- **YOUR INSTRUCTIONS**: Among the entries below, find the lines with the word "impl" and copy them.

- **Source records**:
//! Temporary artifacts: request-scoped files holding fetched or converted bytes.
//!
//! Each artifact is a [`TempPath`] created in the configured temp directory.
//! [`ArtifactSet::release`] deletes every artifact of a request concurrently
//! and is awaited before the request returns; dropping the set still removes
//! the files, which covers panics and cancelled requests.

use std::io;
use std::path::{Path, PathBuf};

use futures::future::join_all;
use tempfile::{Builder, TempPath};

pub const DEFAULT_PREFIX: &str = "mcp_upload_";

const MAX_PREFIX_LEN: usize = 64;
const RANDOM_LEN: usize = 16;

/// Replace anything outside `[A-Za-z0-9_-]` so the prefix cannot leave the
/// temp directory. A blank prefix falls back to [`DEFAULT_PREFIX`].
pub fn sanitize_prefix(prefix: &str) -> String {
    let cleaned: String = prefix
        .trim()
        .chars()
        .take(MAX_PREFIX_LEN)
        .map(|c| {
            if c.is_ascii_alphanumeric() || c == '_' || c == '-' {
                c
            } else {
                '_'
            }
        })
        .collect();

    if cleaned.is_empty() {
        DEFAULT_PREFIX.to_string()
    } else {
        cleaned
    }
}

/// The artifacts of a single request, named `{prefix}{random}.{ext}` in `dir`.
#[derive(Debug)]
pub struct ArtifactSet {
    dir: PathBuf,
    prefix: String,
    artifacts: Vec<TempPath>,
}

impl ArtifactSet {
    pub fn new(dir: impl Into<PathBuf>, prefix: &str) -> Self {
        Self {
            dir: dir.into(),
            prefix: sanitize_prefix(prefix),
            artifacts: Vec::new(),
        }
    }

    /// Create an empty artifact file and return its path. The set owns the
    /// file from here on; stages overwrite it in place.
    pub fn create(&mut self, extension: &str) -> io::Result<PathBuf> {
        let path = Builder::new()
            .prefix(&self.prefix)
            .suffix(&format!(".{}", extension))
            .rand_bytes(RANDOM_LEN)
            .tempfile_in(&self.dir)?
            .into_temp_path();

        let owned = path.to_path_buf();
        self.artifacts.push(path);
        Ok(owned)
    }

    pub fn len(&self) -> usize {
        self.artifacts.len()
    }

    pub fn is_empty(&self) -> bool {
        self.artifacts.is_empty()
    }

    /// Delete every artifact. Failures are logged, never returned.
    pub async fn release(self) {
        let removals = self.artifacts.into_iter().map(|artifact| async move {
            let path = artifact.to_path_buf();
            let result = tokio::task::spawn_blocking(move || artifact.close())
                .await
                .unwrap_or_else(|e| Err(io::Error::other(e)));
            log_removal(&path, result);
        });
        join_all(removals).await;
    }
}

fn log_removal(path: &Path, result: io::Result<()>) {
    match result {
        Ok(()) => tracing::debug!(path = %path.display(), "Removed temporary artifact"),
        // Already gone: a failed download discards its own partial file.
        Err(e) if e.kind() == io::ErrorKind::NotFound => {
            tracing::debug!(path = %path.display(), "Temporary artifact already removed")
        }
        Err(e) => {
            tracing::warn!(path = %path.display(), error = %e, "Failed to remove temporary artifact")
        }
    }
}

#[cfg(test)]
mod tests {
    use super::*;

    #[test]
    fn test_sanitize_prefix() {
        assert_eq!(sanitize_prefix("mcp_upload_"), "mcp_upload_");
        assert_eq!(sanitize_prefix("../../etc/"), "______etc_");
        assert_eq!(sanitize_prefix("my photo-"), "my_photo-");
        assert_eq!(sanitize_prefix("   "), DEFAULT_PREFIX);
        assert_eq!(sanitize_prefix(&"a".repeat(200)).len(), MAX_PREFIX_LEN);
    }

    #[tokio::test]
    async fn test_names_are_unique_and_prefixed() {
        let dir = tempfile::tempdir().unwrap();
        let mut set = ArtifactSet::new(dir.path(), "pre_");
        let a = set.create("webp").unwrap();
        let b = set.create("jpg").unwrap();
        assert_ne!(a, b);
        assert_eq!(a.parent(), Some(dir.path()));
        assert!(a.exists());

        let name = a.file_name().unwrap().to_string_lossy().into_owned();
        assert!(name.starts_with("pre_"));
        assert!(name.ends_with(".webp"));
        assert_eq!(name.len(), "pre_".len() + RANDOM_LEN + ".webp".len());
        assert_eq!(set.len(), 2);

        set.release().await;
        assert_eq!(std::fs::read_dir(dir.path()).unwrap().count(), 0);
    }

    #[tokio::test]
    async fn test_release_tolerates_already_removed_files() {
        let dir = tempfile::tempdir().unwrap();
        let mut set = ArtifactSet::new(dir.path(), DEFAULT_PREFIX);
        let written = set.create("png").unwrap();
        let discarded = set.create("jpg").unwrap();
        tokio::fs::write(&written, b"bytes").await.unwrap();
        tokio::fs::remove_file(&discarded).await.unwrap();

        set.release().await;

        assert!(!written.exists());
        assert_eq!(std::fs::read_dir(dir.path()).unwrap().count(), 0);
    }

    #[test]
    fn test_missing_directory_is_an_error() {
        let dir = tempfile::tempdir().unwrap();
        let mut set = ArtifactSet::new(dir.path().join("absent"), DEFAULT_PREFIX);
        assert!(set.create("png").is_err());
        assert!(set.is_empty());
    }

    #[test]
    fn test_drop_removes_files() {
        let dir = tempfile::tempdir().unwrap();
        let path = {
            let mut set = ArtifactSet::new(dir.path(), DEFAULT_PREFIX);
            let path = set.create("png").unwrap();
            std::fs::write(&path, b"bytes").unwrap();
            path
        };
        assert!(!path.exists());
    }
}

- **RESPONSE TO THE EXERCISE**:
impl ArtifactSet {
    pub fn new(dir: impl Into<PathBuf>, prefix: &str) -> Self {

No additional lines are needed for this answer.